Most Helpful Customer Reviews
3 of 4 people found the following review helpful
By Jeremy Bevan TOP 500 REVIEWER
Format:Hardcover
This is an interesting take on the need for (Christian) moral values in the marketplace, engagingly written and with an obviously deep and extensive appreciation of the economic and cultural background to the topic. But it ultimately fails to convince, as the author lets globalisation, democracy and the free market system off far too lightly as `the only game in town'.

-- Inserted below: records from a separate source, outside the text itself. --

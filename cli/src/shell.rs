//! Interactive shell over the screens.
//!
//! Reads one command per line from stdin and prints the active screen after
//! every command that changes it.

use crate::app::{App, Screen};
use anyhow::Result;
use larder_core::{ListField, Route, Selection, TaskChange, TextField};
use tokio::io::{AsyncBufReadExt, BufReader};

const HELP: &str = "\
Commands (any screen):
  go <path>                 open a route: /, /recipe/<id>, /search, /add, /temp
  show                      print the current screen
  help                      this text
  quit                      leave the shell

Recipes (/):
  cuisine <value|All>       filter by cuisine
  difficulty <value|All>    filter by difficulty
  page <n>                  jump to page n
  next | prev               page forward or back
  infinite                  toggle infinite scroll
  more                      reveal the next batch in infinite scroll
  open <id>                 open a recipe

Search (/search):
  query <text>              set the query text
  submit                    run the search
  find <text>               set the query and run it

Add Recipe (/add):
  set <field> <value>       set a form field, e.g. `set prepTimeMinutes 15`
  item <list> <n> <value>   set slot n of ingredients, instructions, tags or mealType
  slot <list>               add an empty slot to a list
  submit                    send the draft, or save the edit
  edit <id>                 load a submitted recipe into the form
  revise <n>                load the n-th submitted recipe into the form

Tasks (/temp):
  title <text>              type into the title input
  add                       add or rename using the settled title
  edit <id>                 edit a task
  delete <id>               delete a task";

#[derive(Debug, Clone, PartialEq)]
pub enum Command {
    Go(String),
    Show,
    Help,
    Quit,
    Cuisine(String),
    Difficulty(String),
    Page(usize),
    Next,
    Prev,
    Infinite,
    More,
    Open(String),
    Query(String),
    Find(String),
    Submit,
    Set(TextField, String),
    Item(ListField, usize, String),
    Slot(ListField),
    Edit(u64),
    Revise(usize),
    Title(String),
    Add,
    Delete(u32),
}

fn parse_list_field(name: &str) -> Result<ListField, String> {
    ListField::from_str(name).ok_or_else(|| {
        format!(
            "unknown list {:?}, expected one of: ingredients, instructions, tags, mealType",
            name
        )
    })
}

fn parse_number<T: std::str::FromStr>(value: &str, what: &str) -> Result<T, String> {
    value
        .trim()
        .parse()
        .map_err(|_| format!("{} must be a number, got {:?}", what, value))
}

/// Parse one shell line. Blank lines yield `Ok(None)`.
pub fn parse_command(line: &str) -> Result<Option<Command>, String> {
    let line = line.trim();
    if line.is_empty() {
        return Ok(None);
    }
    let (word, rest) = match line.split_once(char::is_whitespace) {
        Some((word, rest)) => (word, rest.trim()),
        None => (line, ""),
    };

    let require = |what: &str| -> Result<String, String> {
        if rest.is_empty() {
            Err(format!("`{}` needs {}", word, what))
        } else {
            Ok(rest.to_string())
        }
    };

    let command = match word {
        "go" => Command::Go(require("a path")?),
        "show" => Command::Show,
        "help" | "?" => Command::Help,
        "quit" | "exit" => Command::Quit,
        "cuisine" => Command::Cuisine(require("a cuisine")?),
        "difficulty" => Command::Difficulty(require("a difficulty")?),
        "page" => {
            let page: usize = parse_number(&require("a page number")?, "page")?;
            if page == 0 {
                return Err("pages start at 1".to_string());
            }
            Command::Page(page)
        }
        "next" => Command::Next,
        "prev" => Command::Prev,
        "infinite" => Command::Infinite,
        "more" => Command::More,
        "open" => Command::Open(require("a recipe id")?),
        // The query is kept verbatim, surrounding whitespace included.
        "query" => Command::Query(rest.to_string()),
        "find" => Command::Find(rest.to_string()),
        "submit" => Command::Submit,
        "set" => {
            let (name, value) = rest.split_once(' ').unwrap_or((rest, ""));
            let field = TextField::from_str(name)
                .ok_or_else(|| format!("unknown field {:?}", name))?;
            Command::Set(field, value.to_string())
        }
        "item" => {
            let mut parts = rest.splitn(3, ' ');
            let field = parse_list_field(parts.next().unwrap_or_default())?;
            let slot: usize = parse_number(parts.next().unwrap_or_default(), "slot")?;
            if slot == 0 {
                return Err("slots start at 1".to_string());
            }
            Command::Item(field, slot - 1, parts.next().unwrap_or_default().to_string())
        }
        "slot" => Command::Slot(parse_list_field(&require("a list name")?)?),
        "edit" => Command::Edit(parse_number(&require("an id")?, "id")?),
        "revise" => {
            let position: usize = parse_number(&require("a position")?, "position")?;
            if position == 0 {
                return Err("positions start at 1".to_string());
            }
            Command::Revise(position - 1)
        }
        "title" => Command::Title(rest.to_string()),
        "add" => Command::Add,
        "delete" => Command::Delete(parse_number(&require("an id")?, "id")?),
        other => return Err(format!("unknown command {:?}, try `help`", other)),
    };
    Ok(Some(command))
}

/// Outcome of running one command.
enum Step {
    Render,
    Say(String),
    Quit,
}

async fn execute(app: &mut App, command: Command) -> Step {
    match command {
        Command::Go(path) => match Route::parse(&path) {
            Some(route) => {
                app.navigate(route).await;
                Step::Render
            }
            None => Step::Say(format!("No page at {}", path)),
        },
        Command::Show => Step::Render,
        Command::Help => Step::Say(HELP.to_string()),
        Command::Quit => Step::Quit,
        Command::Open(id) => {
            app.navigate(Route::Detail(id)).await;
            Step::Render
        }
        command => on_screen(app, command).await,
    }
}

async fn on_screen(app: &mut App, command: Command) -> Step {
    let (api, screen) = app.parts();
    match (screen, command) {
        (Screen::List(engine), Command::Cuisine(value)) => {
            engine.set_cuisine(Selection::parse(&value));
            Step::Render
        }
        (Screen::List(engine), Command::Difficulty(value)) => {
            engine.set_difficulty(Selection::parse(&value));
            Step::Render
        }
        (Screen::List(engine), Command::Page(page)) => {
            engine.set_page(page - 1);
            Step::Render
        }
        (Screen::List(engine), Command::Next) => {
            if engine.next_page() {
                Step::Render
            } else {
                Step::Say("Already on the last page".to_string())
            }
        }
        (Screen::List(engine), Command::Prev) => {
            if engine.prev_page() {
                Step::Render
            } else {
                Step::Say("Already on the first page".to_string())
            }
        }
        (Screen::List(engine), Command::Infinite) => {
            engine.toggle_infinite_scroll();
            Step::Render
        }
        (Screen::List(engine), Command::More) => {
            if !engine.infinite_scroll() {
                return Step::Say("Infinite scroll is off, use `infinite`".to_string());
            }
            engine.load_more();
            Step::Render
        }
        (Screen::Search(search), Command::Query(query)) => {
            search.set_query(query);
            Step::Render
        }
        (Screen::Search(search), Command::Find(query)) => {
            search.set_query(query);
            search.submit(api).await;
            Step::Render
        }
        (Screen::Search(search), Command::Submit) => {
            search.submit(api).await;
            Step::Render
        }
        (Screen::Add(controller), Command::Set(field, value)) => {
            controller.draft_mut().set_text(field, value);
            Step::Render
        }
        (Screen::Add(controller), Command::Item(field, index, value)) => {
            match controller.draft_mut().set_item(field, index, value) {
                Ok(()) => Step::Render,
                Err(e) => Step::Say(e.to_string()),
            }
        }
        (Screen::Add(controller), Command::Slot(field)) => {
            controller.draft_mut().push_slot(field);
            Step::Render
        }
        (Screen::Add(controller), Command::Submit) => match controller.submit(api).await {
            Ok(outcome) => {
                tracing::debug!(?outcome, "draft submitted");
                Step::Render
            }
            Err(e) => Step::Say(format!("Could not submit recipe: {}", e)),
        },
        (Screen::Add(controller), Command::Edit(id)) => match controller.begin_edit(id) {
            Ok(()) => Step::Render,
            Err(e) => Step::Say(e.to_string()),
        },
        (Screen::Add(controller), Command::Revise(index)) => {
            match controller.begin_edit_at(index) {
                Ok(()) => Step::Render,
                Err(e) => Step::Say(e.to_string()),
            }
        }
        (Screen::Scratch(tasks), Command::Title(title)) => {
            tasks.set_title(title);
            Step::Render
        }
        (Screen::Scratch(tasks), Command::Add) => match tasks.add() {
            Some(TaskChange::Added(id)) => Step::Say(format!("Added task {}", id)),
            Some(TaskChange::Renamed(id)) => Step::Say(format!("Updated task {}", id)),
            None => Step::Say("Nothing to add yet".to_string()),
        },
        (Screen::Scratch(tasks), Command::Edit(id)) => match u32::try_from(id) {
            Ok(id) if tasks.edit(id) => Step::Render,
            _ => Step::Say(format!("No task {}", id)),
        },
        (Screen::Scratch(tasks), Command::Delete(id)) => {
            if tasks.delete(id) {
                Step::Render
            } else {
                Step::Say(format!("No task {}", id))
            }
        }
        (_, command) => Step::Say(format!(
            "{:?} does not apply on {}, try `help`",
            command,
            app_route_hint(&command)
        )),
    }
}

fn app_route_hint(command: &Command) -> &'static str {
    match command {
        Command::Cuisine(_)
        | Command::Difficulty(_)
        | Command::Page(_)
        | Command::Next
        | Command::Prev
        | Command::Infinite
        | Command::More => "this page; it belongs to /",
        Command::Query(_) | Command::Find(_) => "this page; it belongs to /search",
        Command::Set(..) | Command::Item(..) | Command::Slot(_) | Command::Revise(_) => {
            "this page; it belongs to /add"
        }
        Command::Title(_) | Command::Delete(_) => "this page; it belongs to /temp",
        _ => "this page",
    }
}

/// Run the shell until `quit` or end of input.
pub async fn run(mut app: App) -> Result<()> {
    println!("{}", app.render());

    let mut lines = BufReader::new(tokio::io::stdin()).lines();
    while let Some(line) = lines.next_line().await? {
        let command = match parse_command(&line) {
            Ok(Some(command)) => command,
            Ok(None) => continue,
            Err(message) => {
                eprintln!("{}", message);
                continue;
            }
        };

        match execute(&mut app, command).await {
            Step::Render => println!("{}", app.render()),
            Step::Say(message) => println!("{}", message),
            Step::Quit => break,
        }
    }
    Ok(())
}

Green argues well the case for spiritual values in the workplace and in the operation of the market, and does a good job of sketching out how those values should be brought to bear in these spheres. But although he (rightly) sings the praises of what globalisation has done for India and China, Green ignores the savage side-effects on the poorest in those countries and elsewhere in the developing world. He doesn't critique the market-imposed structural factors that keep people poor (like developing-world structural debts owed to the banks such as the one Green chairs), and remains silent on the necessary interventions only the state can deliver, for example, in the area of land reform. No hint, either, of the anti-globalising, pro-localising movements springing up across the planet in protest at capitalism's excesses. Read this book, by all means - but read the other side, too. Professor John Gray, for example, offers a much more sober analysis of globalisation's shortcomings, and has observed that `a less integrated, more fragmented world is actually more stable'. A thoughtful account, then, as far as it goes. But it could have gone quite a bit further.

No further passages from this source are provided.